# Meet Loba



## TylerB (Jun 14, 2013)

Loba is a 3 year old, handicapped shelter dog. She was rescued by the vet as a pup with tetanus. He saved her life, but she was left with the inability to bend her back legs. She has lived her whole life in a crate, but attended to very well. I am fostering her and its quite a challenge (posted details and pleas for advice in dog training forum). In brief, after 3 years in a crate, my biggest challenge is housebreaking. She has no 'tell' as she cannot squat and...a bit indelicate, but everything just shoots out the backside! One bad experience of catching her in the act and trying to lead her outside resulted in this very smart dog only 'going' when I'm out of the room! She goes on regular walks and I take her out in the yard every hour, but she refuses to 'go' outside! So, life has been rearranged and I moved my office and bed downstairs (she can't climb the stairs) bought a short lead to keep attached when I'm with her to ease leading her outside, and have treats strategically placed. I know she can do it!
Here she is chillin' on the terrace....if she would just 'go' out there, at least I could hose it down!


----------



## BernerMax (Mar 15, 2013)

Poor gal, and poor you trying to housebreak her... thats a tough one for sure... the only idea I have... is to keep her outside in part of the yard for a day or so (just panel off a section with some chicken wire).... Feed her a tasty meal and lotsa water so she will be sure to go....and once she has started going in that section it may help remind her when you resume housebreaking (and give lots of treats when she does go, hopefully you will catch her in the act outside at least once and start with a soft but excited Good Girl so as not to startle her...)...


----------



## TylerB (Jun 14, 2013)

BernerMax said:


> Poor gal, and poor you trying to housebreak her... thats a tough one for sure... the only idea I have... is to keep her outside in part of the yard for a day or so (just panel off a section with some chicken wire).... Feed her a tasty meal and lotsa water so she will be sure to go....and once she has started going in that section it may help remind her when you resume housebreaking (and give lots of treats when she does go, hopefully you will catch her in the act outside at least once and start with a soft but excited Good Girl so as not to startle her...)...

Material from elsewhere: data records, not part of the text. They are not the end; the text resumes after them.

//! Parameterized statements behind the HTTP routes.
//!
//! Every user supplied value is attached as a bind parameter. Statement text
//! is fixed at compile time.

use diesel::pg::Pg;
use diesel::query_builder::{BoxedSqlQuery, SqlQuery};
use diesel::sql_query;
use diesel::sql_types::{Integer, Text};

use crate::models::NewRestaurant;

pub type Statement = BoxedSqlQuery<'static, Pg, SqlQuery>;

const LIST_RESTAURANTS: &str = "\
SELECT restaurants.restaurant_id, restaurants.restaurant_name, restaurants.area_id, \
restaurants.cuisine, restaurants.website, \
ROUND(AVG(ratings.rating), 1)::FLOAT8 AS average_rating \
FROM restaurants \
INNER JOIN ratings ON ratings.restaurant_id = restaurants.restaurant_id \
GROUP BY restaurants.restaurant_id \
ORDER BY restaurants.restaurant_id ASC";

// `areas` drives the join so that an area without restaurants still yields a row.
const AREA_WITH_RESTAURANTS: &str = "\
SELECT areas.area_id, areas.area_name, \
COUNT(restaurants.restaurant_id) AS total_restaurants, \
COALESCE(\
ARRAY_AGG(restaurants.restaurant_name ORDER BY restaurants.restaurant_id) \
FILTER (WHERE restaurants.restaurant_id IS NOT NULL), \
ARRAY[]::TEXT[]) AS restaurants \
FROM areas \
LEFT JOIN restaurants ON restaurants.area_id = areas.area_id \
WHERE areas.area_id = $1 \
GROUP BY areas.area_id";

const INSERT_RESTAURANT: &str = "\
INSERT INTO restaurants (restaurant_name, area_id, cuisine, website) \
VALUES ($1, $2, $3, $4) \
RETURNING restaurant_id, restaurant_name, area_id, cuisine, website";

const DELETE_RESTAURANT: &str = "\
DELETE FROM restaurants WHERE restaurant_id = $1 \
RETURNING restaurant_id, restaurant_name, area_id, cuisine, website";

const UPDATE_RESTAURANT_AREA: &str = "\
UPDATE restaurants SET area_id = $1 WHERE restaurant_id = $2 \
RETURNING restaurant_id, restaurant_name, area_id, cuisine, website";

/// Restaurants with at least one rating, each with its mean rating rounded
/// to one decimal place. Unrated restaurants are left out by the inner join.
pub fn list_restaurants() -> Statement {
    sql_query(LIST_RESTAURANTS).into_boxed()
}

/// One area with `total_restaurants` and the ordered list of restaurant
/// names. Yields no row when the area does not exist.
pub fn area_with_restaurants(area_id: i32) -> Statement {
    sql_query(AREA_WITH_RESTAURANTS)
        .into_boxed()
        .bind::<Integer, _>(area_id)
}

pub fn insert_restaurant(restaurant: NewRestaurant) -> Statement {
    sql_query(INSERT_RESTAURANT)
        .into_boxed()
        .bind::<Text, _>(restaurant.restaurant_name)
        .bind::<Integer, _>(restaurant.area_id)
        .bind::<Text, _>(restaurant.cuisine)
        .bind::<Text, _>(restaurant.website)
}

pub fn delete_restaurant(restaurant_id: i32) -> Statement {
    sql_query(DELETE_RESTAURANT)
        .into_boxed()
        .bind::<Integer, _>(restaurant_id)
}

pub fn update_restaurant_area(restaurant_id: i32, area_id: i32) -> Statement {
    sql_query(UPDATE_RESTAURANT_AREA)
        .into_boxed()
        .bind::<Integer, _>(area_id)
        .bind::<Integer, _>(restaurant_id)
}

#[cfg(test)]
mod tests {
    use super::*;
    use diesel::debug_query;

    fn split(statement: &Statement) -> (String, String) {
        let rendered = debug_query::<Pg, _>(statement).to_string();
        let (sql, binds) = rendered
            .split_once(" -- binds: ")
            .expect("debug output carries binds");
        (sql.to_string(), binds.to_string())
    }

    #[test]
    fn test_list_restaurants_uses_inner_join_and_rounding() {
        let (sql, binds) = split(&list_restaurants());

        assert!(sql.contains("INNER JOIN ratings"));
        assert!(sql.contains("ROUND(AVG(ratings.rating), 1)"));
        assert!(sql.ends_with("ORDER BY restaurants.restaurant_id ASC"));
        assert_eq!(binds, "[]");
    }

    #[test]
    fn test_area_with_restaurants_binds_area_id() {
        let (sql, binds) = split(&area_with_restaurants(7));

        assert!(sql.contains("FROM areas LEFT JOIN restaurants"));
        assert!(sql.contains("WHERE areas.area_id = $1"));
        assert_eq!(binds, "[7]");
    }

    #[test]
    fn test_insert_restaurant_never_inlines_values() {
        let hostile = "Pizza'); DROP TABLE areas; --";
        let statement = insert_restaurant(NewRestaurant {
            restaurant_name: hostile.to_string(),
            area_id: 2,
            cuisine: "Italian".to_string(),
            website: "https://example.com".to_string(),
        });
        let (sql, binds) = split(&statement);

        assert!(!sql.contains(hostile));
        assert!(sql.contains("VALUES ($1, $2, $3, $4)"));
        assert!(sql.contains("RETURNING restaurant_id"));
        assert!(binds.contains("DROP TABLE areas"));
        assert!(binds.contains("Italian"));
    }

    #[test]
    fn test_delete_restaurant_returns_deleted_row() {
        let (sql, binds) = split(&delete_restaurant(12));

        assert!(sql.starts_with("DELETE FROM restaurants WHERE restaurant_id = $1"));
        assert!(sql.contains("RETURNING"));
        assert_eq!(binds, "[12]");
    }

    #[test]
    fn test_update_restaurant_area_bind_order() {
        let (sql, binds) = split(&update_restaurant_area(5, 3));

        assert!(sql.contains("SET area_id = $1 WHERE restaurant_id = $2"));
        assert_eq!(binds, "[3, 5]");
    }
}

 She peed outside!!! First time since I brought her home on Tuesday morning! I was SO proud! She got all kinds of 'good girl's and ear scratches! I had her in the back yard with my other 2 playing. A few more like that and we could have a pattern! Maybe the in the house thing is anxiety driven? Now that she is adjusting to her surroundings and adapting to the other guys, maybe she'll follow their lead...hope, hope, hope!


----------



## BernerMax (Mar 15, 2013)

TylerB said:


> She peed outside!!! First time since I brought her home on Tuesday morning! I was SO proud! She got all kinds of 'good girl's and ear scratches! I had her in the back yard with my other 2 playing. A few more like that and we could have a pattern! Maybe the in the house thing is anxiety driven? Now that she is adjusting to her surroundings and adapting to the other guys, maybe she'll follow their lead...hope, hope, hope!


OK great thats a fine start-- more play time outside and lots of positive reinforcement for those outside pottys should do the trick.....


----------



## Abbylynn (Jul 7, 2011)

Glad you had some success! I just want to say that Loba is a very beautiful girl.  I hope to see more photos of her in the very near future!

I am also glad she found a good home with you!


----------